Decedent died testate on May 23, 1985. His will did not specifically devise his farm. Instead he left his estate to: Emanuel Lutheran Church (5%); appellant (22%); and 15 other nieces and nephews (73% to be shared equally).
Appellant sued respondent estate of decedent for specific performance of the contract for deed and immediate deliverance of the deed without further payment. The trial court by judgment entered September 15, 1986 concluded appellant "has not proven a gift of the remaining payments by clear and convincing evidence and [appellant] is not entitled to judgment for specific performance." The court awarded respondent estate judgment on its counterclaim for the December 1985 $8000 payment. Appeal is from the September 1986 judgment.
ISSUES
1. Did the trial court err in concluding appellant did not establish a gift of the remaining contract for deed payments?
2. Was respondent estopped from seeking further contract for deed payments?
ANALYSIS
1. To constitute a valid gift inter vivos, the donor must deliver the property to the donee, or to someone for him, with intent to vest title in the donee, and without reserving any right to reclaim the property.

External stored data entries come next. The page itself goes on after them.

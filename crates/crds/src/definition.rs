//! Definition Custom Resource Definition
//!
//! A `Definition` ties templates and discovery rules together. A pod entry
//! of a root template may reference a definition instead of a template; the
//! definition must then point at exactly one template.

use kube::CustomResource;
use schemars::JsonSchema;
use serde::{Deserialize, Serialize};

use crate::references::TopologyResourceReference;

/// DefinitionSpec defines the templates and discovery rules of a topology
#[derive(CustomResource, Debug, Clone, Serialize, Deserialize, JsonSchema, Default, PartialEq, Eq)]
#[kube(
    group = "topo.yndd.io",
    version = "v1alpha1",
    kind = "Definition",
    namespaced,
    category = "topo"
)]
#[serde(rename_all = "camelCase")]
pub struct DefinitionSpec {
    /// Templates associated with this definition
    #[serde(default)]
    pub templates: Vec<DefinitionRule>,

    /// Discovery rules associated with this definition
    #[serde(default)]
    pub discovery_rules: Vec<DefinitionRule>,
}

/// Reference from a definition to a template or discovery rule
#[derive(Debug, Clone, Serialize, Deserialize, JsonSchema, PartialEq, Eq)]
#[serde(rename_all = "camelCase")]
pub struct DefinitionRule {
    /// Referenced resource
    pub template_ref: TopologyResourceReference,

    /// Whether the rule targets a digital twin rather than real hardware
    #[serde(default)]
    pub digital_twin: bool,
}

impl DefinitionRule {
    /// Rule pointing at a real (non digital twin) resource
    #[must_use]
    pub fn new(template_ref: TopologyResourceReference) -> Self {
        Self {
            template_ref,
            digital_twin: false,
        }
    }
}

It must be voluntary, gratuitous, absolute, and made by a person competent to contract. There must be freedom of will; the gift must be complete; the property must be delivered by the donor and accepted by the donee, and the gift must be put into immediate and absolute effect. The legal elements are (1) delivery, (2) intention to make a gift on the part of the donor, and (3) absolute disposition by him of the thing which he intends to give to another.
Oehler v. Falstrom, 273 Minn. 453, 456-57, 142 N.W.2d 581, 585 (1966). The alleged donee bears the burden of proving the gift by clear and convincing evidence. Id. at 457, 142 N.W.2d at 585.
Clear and convincing proof requires more than a preponderance of the evidence but less than proof beyond a reasonable doubt. Clear and convincing proof will be shown where the truth of the facts asserted is " 'highly probable.' " Weber v. Anderson, 269 N.W.2d 892, 895 (Minn. 1978).
In re Estate of Lobe, 348 N.W.2d 413, 414 (Minn.Ct.App. 1984).
The parties do not dispute decedent's capacity to make a gift. They do disagree regarding decedent's intent, delivery and acceptance.
Appellant claims a presumption of donative intent arises given the personal relationship between appellant and decedent.
Where a transfer a property is made to one person and the purchase price is paid by another and the transferee is the wife, child, or other natural object of the bounty of the person paying the purchase price, there is a presumption that the transaction is a gift, unless the person paying the purchase price manifests an intention that the transferee shall not have the beneficial interest in the property. Restatement, Trusts, § 442; 38 C.J.S., Gifts, § 65e.
State v. One Oldsmobile Two-Door Sedan, 227 Minn. 280, 286, 35 N.W.2d 525, 529 (1948) (emphasis added). But the record does not establish by clear and convincing evidence that decedent intended to "pay the purchase price" of the farm. While there was delivery and acceptance of the last check, decedent never made notation on the contract for deed or on the deed itself indicating a forgiveness, nor did decedent execute a document similar to his March 1984 receipt which forgave arrearages. Decedent never confirmed the gift orally nor did he ever deliver the deed.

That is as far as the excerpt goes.